Deming stood up. There was a wild, uncontrolled singing in his head. He felt a little sick to his stomach, and his cheek burned like fire. Carefully, spacing his feet wide, he walked over to the chimney.
O’Connor was standing there beside the body of Connie Riebeau. If he was aware of Deming, he gave no sign. It was as if he and Connie were up there on the roof alone. Deming had the sudden disquieting feeling that he was intruding on a fantastic and esoteric ceremony.
“Good-by, Connie boy,” O’Connor said in a weird, light tone of exultation.
Turning, Deming found his way to the trap door and down. In the hall below, he walked back to the room from which Connie Riebeau had fled. The woman was still there, sitting motionless in her chair. She had a thin, drawn face with big, lifeless eyes. They stared at each other, she and Deming, without speaking. Deming saw now that the woman’s chair was equipped with wheels. A light blanket covered the woman’s legs.
Behind Deming, O’Connor spoke harshly. “Connie’s dead as those he killed.”

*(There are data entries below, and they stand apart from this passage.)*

use crate::model::*;

use SetType::*;

// 手牌内で完成している面子の種別
#[derive(Debug, Clone, Copy, PartialEq, Eq)]
pub enum SetType {
    Shuntsu, // 順子
    Koutsu,  // 刻子
}

// 和了形の分解 手牌スナップショットから都度計算する一時値
// Standardの面子は (4 - 副露数) 個
#[derive(Debug, Clone, PartialEq)]
pub enum Decomposition {
    Standard { sets: Vec<(SetType, Kind)>, pair: Kind },
    SevenPairs(Vec<Kind>),
    ThirteenOrphans(Kind), // 2枚ある牌種
}

// 么九牌の13種
pub fn orphan_kinds() -> Vec<Kind> {
    let mut res = vec![];
    for ti in TM..=TS {
        res.push(Kind(ti, 1));
        res.push(Kind(ti, 9));
    }
    for ni in 1..=RANKS[TW] {
        res.push(Kind(TW, ni));
    }
    for ni in 1..=RANKS[TD] {
        res.push(Kind(TD, ni));
    }
    res
}

pub fn table_total(hand: &TileTable) -> usize {
    let mut n = 0;
    for ti in TM..SUIT {
        for ni in 1..=RANKS[ti] {
            n += hand[ti][ni];
        }
    }
    n
}

// [和了形の列挙]
// 手牌の牌種集合を和了形に分解するすべての方法を返却
// 枚数が (4 - 副露数) * 3 + 2 でない場合は和了形なし
pub fn calc_decompositions(hand: &TileTable, n_melds: usize) -> Vec<Decomposition> {
    assert!(n_melds <= 4);
    let need = 4 - n_melds;
    if table_total(hand) != need * 3 + 2 {
        return vec![];
    }

    let mut res = vec![];

    // 特殊形 (副露がある場合は成立しない)
    if n_melds == 0 {
        if let Some(pair) = parse_thirteen_orphans(hand) {
            res.push(Decomposition::ThirteenOrphans(pair));
        }
        if let Some(pairs) = parse_seven_pairs(hand) {
            res.push(Decomposition::SevenPairs(pairs));
        }
    }

    // 通常形: 雀頭候補を総当たりして残りを面子に分解
    // 複数の分解が存在する場合はすべて保持する(得点計算で最高のものを選ぶ)
    let mut tt = *hand;
    for ti in TM..TF {
        for ni in 1..=RANKS[ti] {
            if tt[ti][ni] < 2 {
                continue;
            }
            tt[ti][ni] -= 2;
            let mut acc = vec![];
            let mut sets_list = vec![];
            extract_sets(&mut tt, need, &mut acc, &mut sets_list);
            tt[ti][ni] += 2;
            for sets in sets_list {
                res.push(Decomposition::Standard {
                    sets,
                    pair: Kind(ti, ni),
                });
            }
        }
    }

    res
}

// 最小の牌種を刻子または順子として取り除く再帰で完全分解をすべて列挙
fn extract_sets(
    tt: &mut TileTable,
    left: usize,
    acc: &mut Vec<(SetType, Kind)>,
    out: &mut Vec<Vec<(SetType, Kind)>>,
) {
    // 残っている最小の牌種
    let mut lowest = None;
    'search: for ti in TM..TF {
        for ni in 1..=RANKS[ti] {
            if tt[ti][ni] > 0 {
                lowest = Some((ti, ni));
                break 'search;
            }
        }
    }

    let (ti, ni) = match lowest {
        Some(x) => x,
        None => {
            if left == 0 {
                out.push(acc.clone());
            }
            return;
        }
    };
    if left == 0 {
        return; // 牌が余っている
    }

    // 刻子
    if tt[ti][ni] >= 3 {
        tt[ti][ni] -= 3;
        acc.push((Koutsu, Kind(ti, ni)));
        extract_sets(tt, left - 1, acc, out);
        acc.pop();
        tt[ti][ni] += 3;
    }

    // 順子 (数牌のみ)
    if ti <= TS && ni <= 7 && tt[ti][ni + 1] > 0 && tt[ti][ni + 2] > 0 {
        tt[ti][ni] -= 1;
        tt[ti][ni + 1] -= 1;
        tt[ti][ni + 2] -= 1;
        acc.push((Shuntsu, Kind(ti, ni)));
        extract_sets(tt, left - 1, acc, out);
        acc.pop();
        tt[ti][ni] += 1;
        tt[ti][ni + 1] += 1;
        tt[ti][ni + 2] += 1;
    }
}

// 十三幺: 么九牌13種がすべてあり, いずれか1種のみ2枚
fn parse_thirteen_orphans(hand: &TileTable) -> Option<Kind> {
    let mut pair = None;
    for k in orphan_kinds() {
        match hand[k.0][k.1] {
            1 => {}
            2 => {
                if pair.is_some() {
                    return None;
                }
                pair = Some(k);
            }
            _ => return None,
        }
    }
    pair
}

// 七対子: 7種がちょうど2枚ずつ (同種4枚は2対子として数えない)
fn parse_seven_pairs(hand: &TileTable) -> Option<Vec<Kind>> {
    let mut pairs = vec![];
    for ti in TM..TF {
        for ni in 1..=RANKS[ti] {
            match hand[ti][ni] {
                0 => {}
                2 => pairs.push(Kind(ti, ni)),
                _ => return None,
            }
        }
    }

    if pairs.len() == 7 {
        Some(pairs)
    } else {
        None
    }
}

// [和了牌判定]
// 34種それぞれを手牌に仮に加えて分解を試し, 和了牌の一覧を返却
// 聴牌していない場合は空のリストを返却
pub fn calc_winning_kinds(hand: &TileTable, n_melds: usize) -> Vec<Kind> {
    let mut res = vec![];
    let mut tt = *hand;
    for k in playable_kinds() {
        if tt[k.0][k.1] >= 4 {
            continue; // 5枚目は存在しない
        }
        tt[k.0][k.1] += 1;
        if !calc_decompositions(&tt, n_melds).is_empty() {
            res.push(k);
        }
        tt[k.0][k.1] -= 1;
    }
    res
}

#[inline]
pub fn is_tenpai(hand: &TileTable, n_melds: usize) -> bool {
    !calc_winning_kinds(hand, n_melds).is_empty()
}

#[cfg(test)]
pub fn table_from_symbols(symbols: &[&str]) -> TileTable {
    let mut tt = TileTable::default();
    for s in symbols {
        let k = Kind::from_symbol(s);
        tt[k.0][k.1] += 1;
    }
    tt
}

#[test]
fn test_size_gate() {
    // 13枚の牌種集合は分解されない
    let tt = table_from_symbols(&[
        "m1", "m2", "m3", "m4", "m5", "m6", "p1", "p2", "p3", "p4", "p5", "p6", "s9",
    ]);
    assert!(calc_decompositions(&tt, 0).is_empty());
}

#[test]
fn test_standard_win() {
    // 順子4つ + 数牌の雀頭
    let tt = table_from_symbols(&[
        "m1", "m2", "m3", "m4", "m5", "m6", "p1", "p2", "p3", "p4", "p5", "p6", "s9", "s9",
    ]);
    let ds = calc_decompositions(&tt, 0);
    assert!(!ds.is_empty());
    for d in &ds {
        match d {
            Decomposition::Standard { sets, pair } => {
                assert_eq!(sets.len(), 4);
                assert_eq!(*pair, Kind::from_symbol("s9"));
            }
            _ => panic!("unexpected decomposition: {:?}", d),
        }
    }
}

#[test]
fn test_multiple_decompositions() {
    // 三連刻は刻子3つと順子3つの2通りに分解できる
    let tt = table_from_symbols(&[
        "m1", "m1", "m1", "m2", "m2", "m2", "m3", "m3", "m3", "p5", "p6", "p7", "w1", "w1",
    ]);
    let ds = calc_decompositions(&tt, 0);
    assert_eq!(ds.len(), 2);
}

#[test]
fn test_seven_pairs_reject_quad() {
    // 同種4枚は2対子として数えない
    let tt = table_from_symbols(&[
        "m1", "m1", "m1", "m1", "p2", "p2", "p3", "p3", "p4", "p4", "s5", "s5", "s6", "s6",
    ]);
    let ds = calc_decompositions(&tt, 0);
    assert!(!ds
        .iter()
        .any(|d| matches!(d, Decomposition::SevenPairs(_))));
}

#[test]
fn test_seven_pairs_win() {
    let tt = table_from_symbols(&[
        "m1", "m1", "m3", "m3", "p2", "p2", "p7", "p7", "s5", "s5", "w1", "w1", "d3", "d3",
    ]);
    let ds = calc_decompositions(&tt, 0);
    assert!(ds
        .iter()
        .any(|d| matches!(d, Decomposition::SevenPairs(_))));
}

#[test]
fn test_thirteen_orphans() {
    let mut syms = vec![
        "m1", "m9", "p1", "p9", "s1", "s9", "w1", "w2", "w3", "w4", "d1", "d2", "d3",
    ];
    syms.push("d3");
    let tt = table_from_symbols(&syms);
    let ds = calc_decompositions(&tt, 0);
    assert!(ds
        .iter()
        .any(|d| matches!(d, Decomposition::ThirteenOrphans(k) if *k == Kind::from_symbol("d3"))));

    // 么九牌以外が混ざると不成立
    let tt = table_from_symbols(&[
        "m1", "m9", "p1", "p9", "s1", "s2", "w1", "w2", "w3", "w4", "d1", "d2", "d3", "d3",
    ]);
    assert!(calc_decompositions(&tt, 0).is_empty());
}

#[test]
fn test_winning_kinds_two_sided() {
    // 両面待ちは両側の牌種を報告する
    let tt = table_from_symbols(&[
        "m2", "m3", "m4", "m5", "m6", "m7", "m8", "m9", "p1", "p1", "w1", "w1", "w1",
    ]);
    let wins = calc_winning_kinds(&tt, 0);
    assert!(wins.contains(&Kind::from_symbol("m1")));
    assert!(wins.contains(&Kind::from_symbol("m4")));
    assert!(wins.contains(&Kind::from_symbol("m7")));
    assert!(is_tenpai(&tt, 0));

    // 聴牌していない手牌
    let tt = table_from_symbols(&[
        "m1", "m4", "m7", "p2", "p5", "p8", "s3", "s6", "s9", "w1", "w2", "d1", "d2",
    ]);
    assert!(calc_winning_kinds(&tt, 0).is_empty());
    assert!(!is_tenpai(&tt, 0));
}

#[test]
fn test_declared_sets_win() {
    // 副露2つ + 手牌8枚 (面子2つ + 雀頭)
    let tt = table_from_symbols(&["m1", "m2", "m3", "s5", "s5", "s5", "d1", "d1"]);
    let ds = calc_decompositions(&tt, 2);
    assert!(!ds.is_empty());
    match &ds[0] {
        Decomposition::Standard { sets, pair } => {
            assert_eq!(sets.len(), 2);
            assert_eq!(*pair, Kind::from_symbol("d1"));
        }
        _ => panic!(),
    }

    // 副露があると七対子・十三幺は不成立
    let tt = table_from_symbols(&["m1", "m1", "p2", "p2", "s3", "s3", "d1", "d1"]);
    assert!(calc_decompositions(&tt, 2).is_empty());
}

He was speaking to the woman, but she didn’t answer. She didn’t even look at him. Tears gathered slowly in the dead eyes and spilled over onto the worn cheeks. Tears without sound. Tears for a killer who would inspire no other grief than this.

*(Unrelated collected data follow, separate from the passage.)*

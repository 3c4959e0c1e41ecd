use std::fmt;

use crate::model::*;

use super::win::{Decomposition, SetType};

use SetPairType::*;

// 雀頭を含む面子1つの分類 (手牌内 + 副露)
#[derive(Debug, Clone, Copy, PartialEq, Eq)]
pub enum SetPairType {
    Pair,    // 雀頭
    Shuntsu, // 順子
    Koutsu,  // 刻子
    Chii,    // チー
    Pon,     // ポン
    Minkan,  // 明槓
    Ankan,   // 暗槓
}

// Kindは順子・チーの場合は先頭の牌種
#[derive(Debug, Clone, Copy)]
pub struct SetPair(pub SetPairType, pub Kind);

// 副露をSetPairに変換したリストを返却
pub fn parse_melds(melds: &[Meld]) -> Vec<SetPair> {
    let mut res = vec![];
    for m in melds {
        res.push(match m.type_ {
            MeldType::Chii => SetPair(Chii, m.kind()),
            MeldType::Pon => SetPair(Pon, m.kind()),
            MeldType::Minkan => SetPair(Minkan, m.kind()),
            MeldType::Ankan => SetPair(Ankan, m.kind()),
        });
    }
    res
}

// 和了形1通りに対する役判定の情報
// parsedの要素数: 通常形5, 七対子7, 十三幺0
#[derive(Debug)]
pub struct FanContext {
    hand: TileTable,          // 手牌(副露を含まない, 和了牌を含む)
    parsed: Vec<SetPair>,     // 雀頭を含むすべての面子
    pair_kind: Option<Kind>,  // 雀頭の牌種
    ctx: WinContext,          // 状況情報
    counts: Counts,           // 面子や牌種別のカウント
    triplet_check: TileTable, // 刻子系面子のカウント(雀頭は含まない)
}

impl FanContext {
    pub fn new(hand: &TileTable, decomp: &Decomposition, melds: &[Meld], ctx: WinContext) -> Self {
        let mut parsed = vec![];
        let mut pair_kind = None;
        match decomp {
            Decomposition::Standard { sets, pair } => {
                for &(tp, k) in sets {
                    parsed.push(match tp {
                        SetType::Shuntsu => SetPair(Shuntsu, k),
                        SetType::Koutsu => SetPair(Koutsu, k),
                    });
                }
                parsed.append(&mut parse_melds(melds));
                parsed.push(SetPair(Pair, *pair));
                pair_kind = Some(*pair);
            }
            Decomposition::SevenPairs(pairs) => {
                for &k in pairs {
                    parsed.push(SetPair(Pair, k));
                }
            }
            Decomposition::ThirteenOrphans(pair) => {
                pair_kind = Some(*pair);
            }
        }

        let counts = count_type(&parsed, &ctx);
        let triplet_check = check_triplets(&parsed);

        Self {
            hand: *hand,
            parsed,
            pair_kind,
            ctx,
            counts,
            triplet_check,
        }
    }

    // (成立した役と成立数の一覧, 合計点)を返却
    // 検出後に打ち消しテーブルを適用してから合計する
    pub fn calc_fans(&self) -> (Vec<(&'static Fan, usize)>, Points) {
        let mut detected = vec![];
        for (i, f) in FAN_LIST.iter().enumerate() {
            let n = (f.func)(self);
            if n > 0 {
                detected.push((i, n));
            }
        }

        let mut excluded = vec![false; FAN_LIST.len()];
        for &(i, _) in &detected {
            for &j in FAN_EXCLUDES[i] {
                excluded[j] = true;
            }
        }

        let mut fans = vec![];
        let mut total = 0;
        for &(i, n) in &detected {
            if !excluded[i] {
                fans.push((&FAN_LIST[i], n));
                total += FAN_LIST[i].points * n;
            }
        }
        (fans, total)
    }
}

#[derive(Debug, Default)]
struct Counts {
    koutsu: usize,
    ankan: usize,
    shuntsu_total: usize, // shuntsu + chii
    koutsu_total: usize,  // koutsu + pon + minkan + ankan
    ankou_total: usize,   // koutsu + ankan (ロン和了で完成した刻子は除く)
    suits: [usize; SUIT], // 面子・雀頭の種別カウント
}

fn count_type(parsed: &[SetPair], ctx: &WinContext) -> Counts {
    let mut cnt = Counts::default();
    let mut won_koutsu = false;
    for SetPair(tp, k) in parsed {
        match tp {
            Pair => {}
            Shuntsu | Chii => cnt.shuntsu_total += 1,
            Koutsu | Pon | Minkan | Ankan => cnt.koutsu_total += 1,
        }
        match tp {
            Koutsu => {
                cnt.koutsu += 1;
                if *k == ctx.winning_kind {
                    won_koutsu = true;
                }
            }
            Ankan => cnt.ankan += 1,
            _ => {}
        }
        cnt.suits[k.0] += 1;
    }
    cnt.ankou_total = cnt.koutsu + cnt.ankan;

    // ロン和了で完成した刻子は暗刻として数えない
    if !ctx.is_self_drawn && won_koutsu && cnt.ankou_total > 0 {
        cnt.ankou_total -= 1;
    }

    cnt
}

fn check_triplets(parsed: &[SetPair]) -> TileTable {
    let mut tt = TileTable::default();
    for SetPair(tp, k) in parsed {
        match tp {
            Koutsu | Pon | Minkan | Ankan => tt[k.0][k.1] += 1,
            _ => {}
        }
    }
    tt
}

pub struct Fan {
    pub name: &'static str,
    pub points: Points,
    pub func: fn(&FanContext) -> usize, // 成立数 (0で不成立)
}

impl fmt::Debug for Fan {
    fn fmt(&self, f: &mut fmt::Formatter) -> fmt::Result {
        write!(f, "({}, {})", self.name, self.points)
    }
}

macro_rules! fan {
    ($n: expr, $f: expr, $p: expr) => {
        Fan {
            name: $n,
            func: $f,
            points: $p,
        }
    };
}

// 役のindex (打ち消しテーブル用)
pub const F_DAISANGEN: usize = 0;
pub const F_DAISUUSHII: usize = 1;
pub const F_SHIISANYAO: usize = 2;
pub const F_CHUURENPOUTOU: usize = 3;
pub const F_TSUUIISOU: usize = 4;
pub const F_SHOUSANGEN: usize = 5;
pub const F_SHOUSUUSHII: usize = 6;
pub const F_SUUANKOU: usize = 7;
pub const F_SANANKOU: usize = 8;
pub const F_CHIITOITSU: usize = 9;
pub const F_CHINIISOU: usize = 10;
pub const F_IKKITSUUKAN: usize = 11;
pub const F_HONIISOU: usize = 12;
pub const F_TOITOIHOU: usize = 13;
pub const F_PINFU: usize = 14;
pub const F_TANYAOCHUU: usize = 15;
pub const F_MENZENCHIN: usize = 16;
pub const F_BAKAZE: usize = 17;
pub const F_JIKAZE: usize = 18;
pub const F_YAKUHAI: usize = 19;
pub const F_TSUMO: usize = 20;
pub const F_HAITEI: usize = 21;
pub const F_RINSHAN: usize = 22;
pub const F_KAHAI: usize = 23;

// 検出は先頭から順に行う (順序は得点には影響しないが出力順を固定する)
static FAN_LIST: &[Fan] = &[
    fan!("大三元", is_daisangen, 88),
    fan!("大四喜", is_daisuushii, 88),
    fan!("十三幺", is_shiisanyao, 88),
    fan!("九蓮宝燈", is_chuurenpoutou, 88),
    fan!("字一色", is_tsuuiisou, 64),
    fan!("小三元", is_shousangen, 64),
    fan!("小四喜", is_shousuushii, 64),
    fan!("四暗刻", is_suuankou, 64),
    fan!("三暗刻", is_sanankou, 16),
    fan!("七対子", is_chiitoitsu, 24),
    fan!("清一色", is_chiniisou, 24),
    fan!("一気通貫", is_ikkitsuukan, 16),
    fan!("混一色", is_honiisou, 6),
    fan!("対々和", is_toitoihou, 6),
    fan!("平和", is_pinfu, 2),
    fan!("断幺九", is_tanyaochuu, 2),
    fan!("門前清", is_menzenchin, 2),
    fan!("場風刻", is_bakaze, 2),
    fan!("自風刻", is_jikaze, 2),
    fan!("箭刻", is_yakuhai, 2),
    fan!("自摸和", is_tsumo, 1),
    fan!("海底撈月", is_haitei, 8),
    fan!("嶺上開花", is_rinshan, 8),
    fan!("花牌", is_kahai, 1),
];

// 各役が打ち消す下位役の静的テーブル (FAN_LISTとindexを揃えること)
static FAN_EXCLUDES: &[&[usize]] = &[
    &[F_SHOUSANGEN, F_YAKUHAI, F_TOITOIHOU],            // 大三元
    &[F_SHOUSUUSHII, F_BAKAZE, F_JIKAZE, F_TOITOIHOU],  // 大四喜
    &[F_MENZENCHIN],                                    // 十三幺
    &[F_CHINIISOU, F_HONIISOU, F_MENZENCHIN],           // 九蓮宝燈
    &[F_HONIISOU, F_TOITOIHOU],                         // 字一色
    &[F_YAKUHAI],                                       // 小三元
    &[F_BAKAZE, F_JIKAZE],                              // 小四喜
    &[F_SANANKOU, F_TOITOIHOU, F_MENZENCHIN],           // 四暗刻
    &[],                                                // 三暗刻
    &[F_MENZENCHIN],                                    // 七対子
    &[F_HONIISOU],                                      // 清一色
    &[],                                                // 一気通貫
    &[],                                                // 混一色
    &[],                                                // 対々和
    &[],                                                // 平和
    &[],                                                // 断幺九
    &[],                                                // 門前清
    &[],                                                // 場風刻
    &[],                                                // 自風刻
    &[],                                                // 箭刻
    &[],                                                // 自摸和
    &[F_TSUMO],                                         // 海底撈月
    &[F_TSUMO],                                         // 嶺上開花
    &[],                                                // 花牌
];

// 大三元
fn is_daisangen(ctx: &FanContext) -> usize {
    let tc = &ctx.triplet_check[TD];
    ((1..=RANKS[TD]).all(|ni| tc[ni] >= 1)) as usize
}

// 大四喜
fn is_daisuushii(ctx: &FanContext) -> usize {
    let tc = &ctx.triplet_check[TW];
    ((1..=RANKS[TW]).all(|ni| tc[ni] >= 1)) as usize
}

// 十三幺
fn is_shiisanyao(ctx: &FanContext) -> usize {
    (ctx.parsed.is_empty() && ctx.pair_kind.is_some()) as usize
}

// 九蓮宝燈 (門前で1種の数牌が 1112345678999 + 1枚)
fn is_chuurenpoutou(ctx: &FanContext) -> usize {
    if !ctx.ctx.is_concealed || ctx.parsed.len() != 5 {
        return 0;
    }

    let suits = &ctx.counts.suits;
    let ti = if suits[TM] == 5 {
        TM
    } else if suits[TP] == 5 {
        TP
    } else if suits[TS] == 5 {
        TS
    } else {
        return 0;
    };

    let h = &ctx.hand;
    if h[ti][1] < 3 || h[ti][9] < 3 {
        return 0;
    }
    for ni in 2..9 {
        if h[ti][ni] == 0 {
            return 0;
        }
    }
    1
}

// 字一色
fn is_tsuuiisou(ctx: &FanContext) -> usize {
    let n = ctx.parsed.len();
    (n >= 5 && ctx.counts.suits[TW] + ctx.counts.suits[TD] == n) as usize
}

// 小三元
fn is_shousangen(ctx: &FanContext) -> usize {
    let tc = &ctx.triplet_check[TD];
    let n: usize = (1..=RANKS[TD]).map(|ni| (tc[ni] >= 1) as usize).sum();
    let pair_doragon = matches!(ctx.pair_kind, Some(k) if k.is_doragon());
    (n == 2 && pair_doragon) as usize
}

// 小四喜
fn is_shousuushii(ctx: &FanContext) -> usize {
    let tc = &ctx.triplet_check[TW];
    let n: usize = (1..=RANKS[TW]).map(|ni| (tc[ni] >= 1) as usize).sum();
    let pair_wind = matches!(ctx.pair_kind, Some(k) if k.is_wind());
    (n == 3 && pair_wind) as usize
}

// 四暗刻
fn is_suuankou(ctx: &FanContext) -> usize {
    (ctx.counts.ankou_total == 4) as usize
}

// 三暗刻
fn is_sanankou(ctx: &FanContext) -> usize {
    (ctx.counts.ankou_total == 3) as usize
}

// 七対子
fn is_chiitoitsu(ctx: &FanContext) -> usize {
    (ctx.parsed.len() == 7) as usize
}

// 清一色
fn is_chiniisou(ctx: &FanContext) -> usize {
    use std::cmp::min;
    let suits = &ctx.counts.suits;
    let n_suit = min(suits[TM], 1) + min(suits[TP], 1) + min(suits[TS], 1);
    (!ctx.parsed.is_empty() && n_suit == 1 && suits[TW] + suits[TD] == 0) as usize
}

// 一気通貫 (同種の数牌で123,456,789)
fn is_ikkitsuukan(ctx: &FanContext) -> usize {
    if ctx.counts.shuntsu_total < 3 {
        return 0;
    }

    let mut f147 = [[false; 3]; 3];
    for SetPair(tp, k) in &ctx.parsed {
        match tp {
            Shuntsu | Chii => match k.1 {
                1 | 4 | 7 => f147[k.0 - 1][k.1 / 3] = true,
                _ => {}
            },
            _ => {}
        }
    }

    f147.iter().any(|f| f[0] && f[1] && f[2]) as usize
}

// 混一色
fn is_honiisou(ctx: &FanContext) -> usize {
    use std::cmp::min;
    let suits = &ctx.counts.suits;
    let n_suit = min(suits[TM], 1) + min(suits[TP], 1) + min(suits[TS], 1);
    (n_suit == 1 && suits[TW] + suits[TD] > 0) as usize
}

// 対々和
fn is_toitoihou(ctx: &FanContext) -> usize {
    (ctx.counts.koutsu_total == 4) as usize
}

// 平和 (順子4つ + 数牌の雀頭, 字牌なし)
fn is_pinfu(ctx: &FanContext) -> usize {
    let pair_suit = matches!(ctx.pair_kind, Some(k) if k.is_suit());
    (ctx.counts.shuntsu_total == 4 && pair_suit) as usize
}

// 断幺九
fn is_tanyaochuu(ctx: &FanContext) -> usize {
    if ctx.parsed.is_empty() {
        return 0; // 十三幺対策
    }

    for SetPair(tp, k) in &ctx.parsed {
        match tp {
            Chii | Shuntsu => {
                if k.1 == 1 || k.1 == 7 {
                    return 0;
                }
            }
            _ => {
                if k.is_end() {
                    return 0;
                }
            }
        }
    }
    1
}

// 門前清
fn is_menzenchin(ctx: &FanContext) -> usize {
    ctx.ctx.is_concealed as usize
}

// 場風刻
fn is_bakaze(ctx: &FanContext) -> usize {
    (ctx.triplet_check[TW][ctx.ctx.round_wind] >= 1) as usize
}

// 自風刻
fn is_jikaze(ctx: &FanContext) -> usize {
    (ctx.triplet_check[TW][ctx.ctx.seat_wind] >= 1) as usize
}

// 箭刻 (三元牌の刻子毎に加算)
fn is_yakuhai(ctx: &FanContext) -> usize {
    let tc = &ctx.triplet_check[TD];
    (1..=RANKS[TD]).map(|ni| tc[ni]).sum()
}

// 自摸和
fn is_tsumo(ctx: &FanContext) -> usize {
    ctx.ctx.is_self_drawn as usize
}

// 海底撈月 (牌山最後の牌)
fn is_haitei(ctx: &FanContext) -> usize {
    (ctx.ctx.is_last_tile && ctx.ctx.is_self_drawn) as usize
}

// 嶺上開花 (槓の代わり牌)
fn is_rinshan(ctx: &FanContext) -> usize {
    (ctx.ctx.is_replacement && ctx.ctx.is_self_drawn) as usize
}

// 花牌 (1枚につき1点)
fn is_kahai(ctx: &FanContext) -> usize {
    ctx.ctx.n_bonus
}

Deming moved again, out into the hall past O’Connor, who, following, said, “I’ll call the meat wagon.”
He went into Kelly’s room and used the phone. When he came out, Deming said, “That woman in there. She’s crippled.”
“Yeah,” O’Connor said. “Paralyzed.”
“What’s she to Riebeau?”
“She was Connie’s wife,” O’Connor said. “That’s how I knew Connie would come. She was isolated here. No friends. No money. No one to take care of her. Connie had to come.”
“Look,” Deming said, “Connie was a born killer. A torpedo for hire. A guy who had no right to live. You telling me he risked his life to come back here for a woman? A crippled woman?”
O’Connor stood quietly, looking over Deming’s shoulder at nothing, his eyes carefully blank. “Yeah,” he said. “Wouldn’t anybody?”